The 2007 National Indoor Football League season was the seventh and final season of the National Indoor Football League (NIFL). The 2007 season was chaotic with teams folding and being suspended.

==Standings==

| Team | Overall |  |  | Conference |  |  |
| Wins | Losses | Percentage | Wins | Losses | Percentage |
Atlantic Conference
Northern Division
| Fayetteville Guard* | 5 | 0 | 1.000 | 2 | 0 | 1.000 |
| Greensboro Revolution | 5 | 1 | 0.833 | 2 | 1 | 0.677 |
| The Marshals | 2 | 4 | 0.333 | 0 | 4 | 0.000 |
Southeastern Division
| Columbia Stingers | 1 | 4 | 0.200 | 0 | 0 | 0.000 |
| Atlanta Thoroughbreds | 0 | 3 | 0.000 | 0 | 0 | 0.000 |
| Green Cove Lions | 0 | 3 | 0.000 | 0 | 1 | 0.000 |
Florida Division
| Fort Myers Tarpons | 2 | 0 | 1.000 | 2 | 0 | 1.000 |
| Miami Vice Squad | 1 | 0 | 1.000 | 1 | 0 | 1.000 |
| Port St.
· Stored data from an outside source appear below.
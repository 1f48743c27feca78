//! LLM Provider implementations for Agentboard.
//!
//! All providers implement the `agentboard_core::Provider` trait.
//! The router selects the correct provider based on configuration.

pub mod openai_compat;
pub mod router;

pub use openai_compat::OpenAiCompatProvider;
pub use router::ProviderRouter;
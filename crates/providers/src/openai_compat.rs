//! OpenAI-compatible provider implementation.
//!
//! Works with: OpenAI, OpenRouter, Ollama, vLLM, Together AI and any
//! endpoint exposing `/v1/chat/completions`.

use async_trait::async_trait;
use agentboard_core::error::ProviderError;
use agentboard_core::provider::{ChatMessage, ProviderRequest, ProviderResponse, Role, Usage};
use serde::{Deserialize, Serialize};
use tracing::{debug, warn};

/// An OpenAI-compatible LLM provider.
pub struct OpenAiCompatProvider {
    name: String,
    base_url: String,
    api_key: String,
    client: reqwest::Client,
}

impl OpenAiCompatProvider {
    /// Create a new OpenAI-compatible provider.
    ///
    /// Fails only when the HTTP client cannot be built (no usable TLS backend).
    pub fn new(
        name: impl Into<String>,
        base_url: impl Into<String>,
        api_key: impl Into<String>,
    ) -> Result<Self, ProviderError> {
        let name = name.into();
        let client = reqwest::Client::builder()
            .timeout(std::time::Duration::from_secs(120))
            .build()
            .map_err(|e| {
                ProviderError::NotConfigured(format!("{name}: failed to build HTTP client: {e}"))
            })?;

        Ok(Self {
            name,
            base_url: base_url.into().trim_end_matches('/').to_string(),
            api_key: api_key.into(),
            client,
        })
    }

    /// Create an OpenRouter provider (convenience constructor).
    pub fn openrouter(api_key: impl Into<String>) -> Result<Self, ProviderError> {
        Self::new("openrouter", "https://openrouter.ai/api/v1", api_key)
    }

    /// Create an OpenAI provider (convenience constructor).
    pub fn openai(api_key: impl Into<String>) -> Result<Self, ProviderError> {
        Self::new("openai", "https://api.openai.com/v1", api_key)
    }

    /// Create an Ollama provider (convenience constructor).
    pub fn ollama(base_url: Option<&str>) -> Result<Self, ProviderError> {
        Self::new(
            "ollama",
            base_url.unwrap_or("http://localhost:11434/v1"),
            "ollama", // Ollama doesn't need a real key
        )
    }

    pub fn base_url(&self) -> &str {
        &self.base_url
    }

    fn to_api_messages(messages: &[ChatMessage]) -> Vec<ApiMessage> {
        messages
            .iter()
            .map(|m| ApiMessage {
                role: match m.role {
                    Role::System => "system".into(),
                    Role::User => "user".into(),
                    Role::Assistant => "assistant".into(),
                },
                content: Some(m.content.clone()),
            })
            .collect()
    }

    fn request_body(request: &ProviderRequest) -> serde_json::Value {
        let mut body = serde_json::json!({
            "model": request.model,
            "messages": Self::to_api_messages(&request.messages),
            "temperature": request.temperature,
            "stream": false,
        });

        if let Some(max_tokens) = request.max_tokens {
            body["max_tokens"] = serde_json::json!(max_tokens);
        }

        body
    }

    fn parse_response(api_response: ApiResponse) -> Result<ProviderResponse, ProviderError> {
        let choice = api_response
            .choices
            .into_iter()
            .next()
            .ok_or_else(|| ProviderError::ApiError {
                status_code: 200,
                message: "No choices in response".into(),
            })?;

        let usage = api_response.usage.map(|u| Usage {
            prompt_tokens: u.prompt_tokens,
            completion_tokens: u.completion_tokens,
            total_tokens: u.total_tokens,
        });

        Ok(ProviderResponse {
            content: choice.message.content.unwrap_or_default(),
            model: api_response.model,
            usage,
        })
    }
}

/// Map a non-success HTTP status to a provider error.
fn status_error(status: u16, body: String) -> ProviderError {
    match status {
        429 => ProviderError::RateLimited {
            retry_after_secs: 5,
        },
        401 | 403 => ProviderError::AuthenticationFailed(
            "Invalid API key or insufficient permissions".into(),
        ),
        _ => ProviderError::ApiError {
            status_code: status,
            message: body,
        },
    }
}

#[async_trait]
impl agentboard_core::Provider for OpenAiCompatProvider {
    fn name(&self) -> &str {
        &self.name
    }

    async fn complete(&self, request: ProviderRequest) -> Result<ProviderResponse, ProviderError> {
        let url = format!("{}/chat/completions", self.base_url);
        let body = Self::request_body(&request);

        debug!(provider = %self.name, model = %request.model, "Sending completion request");

        let response = self
            .client
            .post(&url)
            .header("Authorization", format!("Bearer {}", self.api_key))
            .header("Content-Type", "application/json")
            .json(&body)
            .send()
            .await
            .map_err(|e| {
                if e.is_timeout() {
                    ProviderError::Timeout(e.to_string())
                } else {
                    ProviderError::Network(e.to_string())
                }
            })?;

        let status = response.status().as_u16();
        if status != 200 {
            let error_body = response.text().await.unwrap_or_default();
            warn!(status, body = %error_body, "Provider returned error");
            return Err(status_error(status, error_body));
        }

        let api_response: ApiResponse =
            response.json().await.map_err(|e| ProviderError::ApiError {
                status_code: 200,
                message: format!("Failed to parse response: {e}"),
            })?;

        Self::parse_response(api_response)
    }
}

// --- OpenAI API wire types ---

#[derive(Debug, Serialize, Deserialize)]
struct ApiMessage {
    role: String,
    #[serde(skip_serializing_if = "Option::is_none")]
    content: Option<String>,
}

#[derive(Debug, Deserialize)]
struct ApiResponse {
    #[serde(default)]
    model: String,
    choices: Vec<ApiChoice>,
    usage: Option<ApiUsage>,
}

#[derive(Debug, Deserialize)]
struct ApiChoice {
    message: ApiMessage,
}

#[derive(Debug, Deserialize)]
struct ApiUsage {
    prompt_tokens: u32,
    completion_tokens: u32,
    total_tokens: u32,
}
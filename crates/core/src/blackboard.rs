//! The blackboard: an append-only, typed message log shared by agents.
//!
//! An orchestrator creates one [`Blackboard`] per session, sets the task,
//! and hands the same board to each agent in turn. Agents read only the
//! messages they need (usually the latest of one kind) and post their own
//! output back. There is no other channel between agents.
//!
//! # Concurrency
//!
//! The board is `Send + Sync` and meant to be shared as `Arc<Blackboard>`.
//! A single `RwLock` guards both the task and the log:
//!
//! - `post` assigns the sequence number and pushes inside one write
//!   section, so concurrent posters never share a number
//! - readers take the read lock and always see whole messages
//! - events are sent inside the same write section, so subscribers see
//!   them in sequence order
//! - no critical section performs I/O or awaits, so nothing blocks for long
//!
//! # Lookup cost
//!
//! `get_latest_by_type` is a backward linear scan. A session holds one
//! message per agent turn, so the log stays small and no per-kind index is
//! kept.

use chrono::Utc;
use serde::{Deserialize, Serialize};
use std::sync::{Arc, PoisonError, RwLock, RwLockReadGuard, RwLockWriteGuard};
use tracing::debug;
use uuid::Uuid;

use crate::error::Result;
use crate::event::{DomainEvent, EventBus};
use crate::message::{Message, MessageKind};

/// Unique identifier for a blackboard session.
#[derive(Debug, Clone, PartialEq, Eq, Hash, Serialize, Deserialize)]
pub struct BoardId(pub String);

impl BoardId {
    pub fn new() -> Self {
        Self(Uuid::new_v4().to_string())
    }

    pub fn from(s: &str) -> Self {
        Self(s.to_string())
    }
}

impl Default for BoardId {
    fn default() -> Self {
        Self::new()
    }
}

impl std::fmt::Display for BoardId {
    fn fmt(&self, f: &mut std::fmt::Formatter<'_>) -> std::fmt::Result {
        write!(f, "{}", self.0)
    }
}

#[derive(Debug, Default)]
struct BoardState {
    task: String,
    log: Vec<Message>,
}

/// Shared coordination log for one multi-agent session.
#[derive(Debug)]
pub struct Blackboard {
    id: BoardId,
    state: RwLock<BoardState>,
    events: Option<Arc<EventBus>>,
}

/// A point-in-time export of a blackboard (task plus full log).
///
/// Used for transcripts and debugging output; a board is never rebuilt
/// from a snapshot.
#[derive(Debug, Clone, Serialize, Deserialize)]
pub struct BoardSnapshot {
    pub id: BoardId,
    pub task: String,
    pub messages: Vec<Message>,
}

impl Blackboard {
    /// Create an empty board with a fresh session id and no task.
    pub fn new() -> Self {
        Self::with_id(BoardId::new())
    }

    /// Create an empty board with a caller-chosen session id.
    pub fn with_id(id: BoardId) -> Self {
        Self {
            id,
            state: RwLock::new(BoardState::default()),
            events: None,
        }
    }

    /// Publish a [`DomainEvent`] on `bus` after every write.
    ///
    /// Events are sent while the write lock is held, so every subscriber
    /// receives `MessagePosted` events in sequence order. Sending never
    /// blocks; a lagging subscriber drops its oldest events instead.
    pub fn with_event_bus(mut self, bus: Arc<EventBus>) -> Self {
        self.events = Some(bus);
        self
    }

    pub fn id(&self) -> &BoardId {
        &self.id
    }

    // An append is a single push, so a panic elsewhere while holding the
    // lock can never leave a half-written message behind.
    fn read(&self) -> RwLockReadGuard<'_, BoardState> {
        self.state.read().unwrap_or_else(PoisonError::into_inner)
    }

    fn write(&self) -> RwLockWriteGuard<'_, BoardState> {
        self.state.write().unwrap_or_else(PoisonError::into_inner)
    }

    fn publish(&self, event: impl FnOnce() -> DomainEvent) {
        if let Some(bus) = &self.events {
            bus.publish(event());
        }
    }

    // --- Task ---

    /// Replace the current task. Any text is accepted, including empty.
    pub fn set_task(&self, text: impl Into<String>) {
        let text = text.into();
        let chars = text.len();
        {
            let mut state = self.write();
            state.task.clone_from(&text);
            self.publish(|| DomainEvent::TaskSet {
                board_id: self.id.to_string(),
                task: text,
                timestamp: Utc::now(),
            });
        }

        debug!(board = %self.id, chars, "Task set");
    }

    /// The current task, or an empty string if none was ever set.
    pub fn current_task(&self) -> String {
        self.read().task.clone()
    }

    // --- Write path ---

    /// Append a message and return it.
    ///
    /// The message is stamped with the next sequence number and is visible
    /// to every reader as soon as this returns.
    pub fn post(
        &self,
        sender: impl Into<String>,
        content: impl Into<String>,
        kind: MessageKind,
    ) -> Message {
        let message = {
            let mut state = self.write();
            let sequence = state.log.len() as u64;
            debug_assert!(
                state.log.last().is_none_or(|last| last.sequence() < sequence),
                "sequence numbers must strictly increase"
            );
            let message = Message::new(sequence, sender, content, kind);
            state.log.push(message.clone());

            // Sent under the lock so subscribers see events in sequence order.
            self.publish(|| DomainEvent::MessagePosted {
                board_id: self.id.to_string(),
                sequence: message.sequence(),
                sender: message.sender().to_string(),
                kind,
                timestamp: message.timestamp(),
            });
            message
        };

        debug!(
            board = %self.id,
            sequence = message.sequence(),
            sender = message.sender(),
            kind = %kind,
            "Message posted"
        );

        message
    }

    // --- Read path ---

    /// The most recently posted message of `kind`, if any.
    pub fn get_latest_by_type(&self, kind: MessageKind) -> Option<Message> {
        self.read()
            .log
            .iter()
            .rev()
            .find(|m| m.kind() == kind)
            .cloned()
    }

    /// Every message of `kind`, oldest first.
    pub fn get_all_by_type(&self, kind: MessageKind) -> Vec<Message> {
        self.read()
            .log
            .iter()
            .filter(|m| m.kind() == kind)
            .cloned()
            .collect()
    }

    /// The whole log, oldest first.
    pub fn messages(&self) -> Vec<Message> {
        self.read().log.clone()
    }

    pub fn len(&self) -> usize {
        self.read().log.len()
    }

    pub fn is_empty(&self) -> bool {
        self.read().log.is_empty()
    }

    /// Task and log captured under a single lock.
    pub fn snapshot(&self) -> BoardSnapshot {
        let state = self.read();
        BoardSnapshot {
            id: self.id.clone(),
            task: state.task.clone(),
            messages: state.log.clone(),
        }
    }
}

impl BoardSnapshot {
    /// Pretty-printed JSON transcript.
    pub fn to_json_pretty(&self) -> Result<String> {
        Ok(serde_json::to_string_pretty(self)?)
    }
}

impl Default for Blackboard {
    fn default() -> Self {
        Self::new()
    }
}
//! Message domain types.
//!
//! A [`Message`] is one immutable, sequenced record on the blackboard.
//! Agents tag what they post with a [`MessageKind`] so that others can
//! pick out only what they care about (the latest plan, all code, ...).

use chrono::{DateTime, Utc};
use serde::{Deserialize, Serialize};
use std::str::FromStr;

/// The category a message belongs to.
///
/// Used purely as a filter key, never as a payload schema. New kinds are
/// only ever added, so stored messages keep their meaning across versions.
#[derive(Debug, Clone, Copy, PartialEq, Eq, Hash, Serialize, Deserialize)]
#[serde(rename_all = "lowercase")]
#[non_exhaustive]
pub enum MessageKind {
    /// The problem statement handed to the agents
    Task,
    /// A step-by-step plan for solving the task
    Plan,
    /// Generated source code
    Code,
    /// Feedback on generated code
    Review,
}

impl MessageKind {
    /// Every kind known to this version, in declaration order.
    pub const ALL: [MessageKind; 4] = [
        MessageKind::Task,
        MessageKind::Plan,
        MessageKind::Code,
        MessageKind::Review,
    ];

    /// The lowercase tag used in logs and serialized output.
    pub fn as_str(&self) -> &'static str {
        match self {
            MessageKind::Task => "task",
            MessageKind::Plan => "plan",
            MessageKind::Code => "code",
            MessageKind::Review => "review",
        }
    }
}

impl std::fmt::Display for MessageKind {
    fn fmt(&self, f: &mut std::fmt::Formatter<'_>) -> std::fmt::Result {
        f.write_str(self.as_str())
    }
}

/// Returned when a string names no known [`MessageKind`].
#[derive(Debug, Clone, PartialEq, Eq, thiserror::Error)]
#[error("Unknown message kind: {0}")]
pub struct ParseKindError(pub String);

impl FromStr for MessageKind {
    type Err = ParseKindError;

    fn from_str(s: &str) -> Result<Self, Self::Err> {
        let wanted = s.trim();
        Self::ALL
            .into_iter()
            .find(|kind| kind.as_str().eq_ignore_ascii_case(wanted))
            .ok_or_else(|| ParseKindError(s.to_string()))
    }
}

/// A single posted communication.
///
/// Messages are only created by [`Blackboard::post`](crate::Blackboard::post),
/// which assigns the sequence number. Fields are read through accessors so a
/// handle returned from the blackboard can never alter the log.
#[derive(Debug, Clone, PartialEq, Eq, Serialize, Deserialize)]
pub struct Message {
    /// Position in the log; "latest" means highest sequence
    sequence: u64,

    /// Which agent produced this message
    sender: String,

    /// Category used for filtering
    kind: MessageKind,

    /// The text payload, stored exactly as posted
    content: String,

    /// Wall-clock time of insertion (informational; ordering uses `sequence`)
    timestamp: DateTime<Utc>,
}

impl Message {
    pub(crate) fn new(
        sequence: u64,
        sender: impl Into<String>,
        content: impl Into<String>,
        kind: MessageKind,
    ) -> Self {
        Self {
            sequence,
            sender: sender.into(),
            kind,
            content: content.into(),
            timestamp: Utc::now(),
        }
    }

    pub fn sequence(&self) -> u64 {
        self.sequence
    }

    pub fn sender(&self) -> &str {
        &self.sender
    }

    pub fn kind(&self) -> MessageKind {
        self.kind
    }

    pub fn content(&self) -> &str {
        &self.content
    }

    pub fn timestamp(&self) -> DateTime<Utc> {
        self.timestamp
    }

    /// Consume the message and keep only its payload.
    pub fn into_content(self) -> String {
        self.content
    }
}

#[cfg(test)]
mod tests {
    use super::*;

    #[test]
    fn kind_parses_case_insensitively() {
        assert_eq!("PLAN".parse::<MessageKind>(), Ok(MessageKind::Plan));
        assert_eq!(" code ".parse::<MessageKind>(), Ok(MessageKind::Code));
        assert_eq!("Review".parse::<MessageKind>(), Ok(MessageKind::Review));
        assert!("diagram".parse::<MessageKind>().is_err());
    }

    #[test]
    fn kind_serializes_lowercase() {
        let json = serde_json::to_string(&MessageKind::Task).unwrap();
        assert_eq!(json, "\"task\"");
        let kind: MessageKind = serde_json::from_str("\"review\"").unwrap();
        assert_eq!(kind, MessageKind::Review);
    }

    #[test]
    fn display_matches_tag() {
        for kind in MessageKind::ALL {
            assert_eq!(kind.to_string(), kind.as_str());
        }
    }

    #[test]
    fn message_keeps_content_verbatim() {
        let msg = Message::new(3, "coder", "  def f(): pass\n", MessageKind::Code);
        assert_eq!(msg.sequence(), 3);
        assert_eq!(msg.sender(), "coder");
        assert_eq!(msg.kind(), MessageKind::Code);
        assert_eq!(msg.content(), "  def f(): pass\n");
        assert_eq!(msg.into_content(), "  def f(): pass\n");
    }
}
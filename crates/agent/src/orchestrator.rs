//! Orchestrator — drives the planner → coder → reviewer sequence.
//!
//! # Flow
//!
//! ```text
//! task ──► Blackboard ◄──────────────┐
//!             │  ▲                    │
//!   get task  │  │ post PLAN          │
//!             ▼  │                    │
//!          ┌─────────┐   ┌───────┐   ┌──────────┐
//!          │ Planner │   │ Coder │   │ Reviewer │
//!          └─────────┘   └───────┘   └──────────┘
//!                 latest PLAN ─►  latest CODE ─►
//! ```
//!
//! Agents never see each other; each reads what it needs from the board.

use std::sync::Arc;

use agentboard_config::AppConfig;
use agentboard_core::blackboard::{Blackboard, BoardId};
use agentboard_core::error::{AgentError, Result};
use agentboard_core::message::{Message, MessageKind};
use agentboard_core::provider::Provider;
use serde::Serialize;
use tracing::info;

use crate::base::LlmAgent;
use crate::coder::{CODER_SYSTEM_PROMPT, CoderAgent};
use crate::planner::{PLANNER_SYSTEM_PROMPT, PlannerAgent};
use crate::reviewer::{REVIEWER_SYSTEM_PROMPT, ReviewerAgent};

/// Sender name the orchestrator uses for the task message.
pub const ORCHESTRATOR_SENDER: &str = "orchestrator";

/// What one run produced.
#[derive(Debug, Clone, Serialize)]
pub struct RunReport {
    /// Session the run was recorded on.
    pub board_id: BoardId,
    /// The plan the coder worked from.
    pub plan: Message,
    /// Extracted code.
    pub code: String,
    /// Reviewer feedback, when a reviewer is configured.
    pub review: Option<Message>,
}

/// Runs a fixed agent sequence over one shared blackboard.
pub struct Orchestrator {
    board: Arc<Blackboard>,
    planner: PlannerAgent,
    coder: CoderAgent,
    reviewer: Option<ReviewerAgent>,
}

impl Orchestrator {
    pub fn new(board: Arc<Blackboard>, planner: PlannerAgent, coder: CoderAgent) -> Self {
        Self {
            board,
            planner,
            coder,
            reviewer: None,
        }
    }

    pub fn with_reviewer(mut self, reviewer: ReviewerAgent) -> Self {
        self.reviewer = Some(reviewer);
        self
    }

    /// Build the standard pipeline with every role backed by `provider`.
    pub fn from_config(
        board: Arc<Blackboard>,
        provider: Arc<dyn Provider>,
        config: &AppConfig,
    ) -> Self {
        let agents = &config.agents;
        let llm = |name: &str, prompt: &Option<String>, default: &str| {
            Arc::new(
                LlmAgent::new(
                    name,
                    provider.clone(),
                    config.effective_model(),
                    prompt.as_deref().unwrap_or(default),
                )
                .with_temperature(config.default_temperature)
                .with_max_tokens(config.default_max_tokens),
            )
        };

        let planner = PlannerAgent::new(llm("planner", &agents.planner_prompt, PLANNER_SYSTEM_PROMPT));
        let coder = CoderAgent::new(llm("coder", &agents.coder_prompt, CODER_SYSTEM_PROMPT))
            .with_plan_excerpt_chars(agents.plan_excerpt_chars);

        let orchestrator = Self::new(board, planner, coder);
        if agents.review {
            orchestrator.with_reviewer(ReviewerAgent::new(llm(
                "reviewer",
                &agents.reviewer_prompt,
                REVIEWER_SYSTEM_PROMPT,
            )))
        } else {
            orchestrator
        }
    }

    /// Set `task` on the board and run every agent in turn.
    ///
    /// An agent failure aborts the run; whatever was posted before it stays
    /// on the board.
    pub async fn run(&self, task: &str) -> Result<RunReport> {
        let board = self.board.as_ref();

        info!(
            board = %board.id(),
            reviewer = self.reviewer.is_some(),
            "Orchestrator: starting run"
        );

        board.set_task(task);
        board.post(ORCHESTRATOR_SENDER, task, MessageKind::Task);

        let plan = self.planner.create_plan(board).await?;
        let code = self.coder.generate_code(&board.current_task(), board).await?;

        let review = match &self.reviewer {
            Some(reviewer) => {
                let review = reviewer.review(&board.current_task(), board).await?;
                if review.is_none() {
                    return Err(AgentError::MissingInput {
                        agent: reviewer.name().to_string(),
                        kind: MessageKind::Code,
                    }
                    .into());
                }
                review
            }
            None => None,
        };

        info!(board = %board.id(), messages = board.len(), "Orchestrator: run complete");

        Ok(RunReport {
            board_id: board.id().clone(),
            plan,
            code,
            review,
        })
    }
}
//! Agents that coordinate through a shared blackboard.
//!
//! Each agent follows the same cycle:
//!
//! 1. **Read** the messages it needs from the [`Blackboard`](agentboard_core::Blackboard)
//!    (the task, the latest plan, the latest code)
//! 2. **Build a prompt** from them
//! 3. **Generate** text through its LLM provider
//! 4. **Post** the result back as a typed message
//!
//! The [`Orchestrator`] sets the task and invokes planner, coder and
//! reviewer in order. No agent holds a reference to another.

pub mod base;
pub mod coder;
pub mod extract;
pub mod orchestrator;
pub mod planner;
pub mod reviewer;

pub use base::{Agent, LlmAgent};
pub use coder::CoderAgent;
pub use extract::extract_code;
pub use orchestrator::{Orchestrator, RunReport};
pub use planner::PlannerAgent;
pub use reviewer::ReviewerAgent;

#[cfg(test)]
pub(crate) mod test_helpers;
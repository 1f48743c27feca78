//! Provider router — selects the LLM provider the agents talk to.
//!
//! Handles provider creation from config and lookup by name.

use std::collections::HashMap;
use std::sync::Arc;
use agentboard_config::AppConfig;
use agentboard_core::error::ProviderError;
use agentboard_core::provider::Provider;
use tracing::debug;
use crate::openai_compat::OpenAiCompatProvider;

/// Routes LLM requests to the correct provider.
pub struct ProviderRouter {
    providers: HashMap<String, Arc<dyn Provider>>,
    default_provider: String,
}

impl ProviderRouter {
    /// Create a new router with a default provider.
    pub fn new(default_provider: impl Into<String>) -> Self {
        Self {
            providers: HashMap::new(),
            default_provider: default_provider.into(),
        }
    }

    /// Register a provider.
    pub fn register(&mut self, name: impl Into<String>, provider: Arc<dyn Provider>) {
        self.providers.insert(name.into(), provider);
    }

    /// Get the default provider.
    pub fn default(&self) -> Option<Arc<dyn Provider>> {
        self.providers.get(&self.default_provider).cloned()
    }

    /// Get a specific provider by name.
    pub fn get(&self, name: &str) -> Option<Arc<dyn Provider>> {
        self.providers.get(name).cloned()
    }

    /// List all registered provider names, sorted.
    pub fn list(&self) -> Vec<&str> {
        let mut names: Vec<&str> = self.providers.keys().map(|s| s.as_str()).collect();
        names.sort_unstable();
        names
    }
}

/// Build providers from configuration.
///
/// Every `[providers.<name>]` table becomes an OpenAI-compatible provider.
/// The default provider is always registered, even without its own table.
/// A provider with no `api_url` whose name is not a well-known service is
/// rejected with [`ProviderError::NotConfigured`].
pub fn build_from_config(config: &AppConfig) -> Result<ProviderRouter, ProviderError> {
    let mut router = ProviderRouter::new(&config.default_provider);

    for (name, provider_config) in &config.providers {
        let api_key = provider_config
            .api_key
            .clone()
            .or_else(|| config.api_key.clone())
            .unwrap_or_default();

        let base_url = resolve_base_url(name, provider_config.api_url.as_deref())?;

        debug!(provider = %name, base_url = %base_url, "Registering provider");
        router.register(
            name.clone(),
            Arc::new(OpenAiCompatProvider::new(name, base_url, api_key)?),
        );
    }

    if router.get(&config.default_provider).is_none() {
        let name = &config.default_provider;
        let base_url = resolve_base_url(name, None)?;
        let api_key = config.api_key.clone().unwrap_or_default();

        debug!(provider = %name, base_url = %base_url, "Registering default provider");
        router.register(
            name.clone(),
            Arc::new(OpenAiCompatProvider::new(name, base_url, api_key)?),
        );
    }

    Ok(router)
}

fn resolve_base_url(name: &str, api_url: Option<&str>) -> Result<String, ProviderError> {
    match api_url.or_else(|| default_base_url(name)) {
        Some(url) => Ok(url.to_string()),
        None => Err(ProviderError::NotConfigured(format!(
            "no api_url set for provider '{name}' and no known endpoint for it"
        ))),
    }
}

/// Get the default base URL for well-known providers.
fn default_base_url(provider_name: &str) -> Option<&'static str> {
    let url = match provider_name {
        "openrouter" => "https://openrouter.ai/api/v1",
        "openai" => "https://api.openai.com/v1",
        "ollama" => "http://localhost:11434/v1",
        "deepseek" => "https://api.deepseek.com/v1",
        "groq" => "https://api.groq.com/openai/v1",
        "together" => "https://api.together.xyz/v1",
        "vllm" => "http://localhost:8000/v1",
        "llamacpp" | "llama.cpp" => "http://localhost:8080/v1",
        _ => return None,
    };
    Some(url)
}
Lucie Mustangs | 1 | 1 | 0.500 | 1 | 1 | 0.500 |
| Palm Beach Waves | 1 | 2 | 0.333 | 1 | 2 | 0.333 |
| Sarasota Knights | 1 | 2 | 0.500 | 0 | 2 | 0.000 |
Pacific Conference
Northern Division
| Wyoming Cavalry* | 4 | 0 | 1.000 | 3 | 0 | 1.000 |
| Denver Aviators | 1 | 1 | 0.500 | 1 | 1 | 0.500 |
| Colorado Castle Rocks | 0 | 1 | 0.000 | 0 | 1 | 0.000 |
| Colorado Wild Riders | 0 | 1 | 0.000 | 0 | 1 | 0.000 |
| Pueblo Pistols | 0 | 1 | 0.000 | 0 | 1 | 0.000 |
California Division
| San Diego Shockwave | 5 | 1 | 0.833 | 3 | 0 | 1.000 |
| Tri-Valley Ranchers | 1 | 0 | 1.000 | 1 | 0 | 1.000 |
| San Bernardino Bucking Bulls | 1 | 1 | 0.500 | 1 | 1 | 0.500 |
| Pomona Cool Riders | 0 | 2 | 0.000 | 0 | 2 | 0.000 |
| Los Angeles Lynx | 0 | 3 | 0.000 | 0 | 3 | 0.000 |
Southern Division
| Beaumont Drillers | 7 | 1 | 0.875 | 6 | 0 | 1.000 |
| San Antonio Steers | 2 | 4 | 0.333 | 2 | 4 | 0.333 |
| Fort Worth Sixers | 0 | 6 | 0.000 | 0 | 6 | 0.000 |

- team was suspended from league mid-season

== Postseason ==
The San Diego Shockwave was declared the league champion.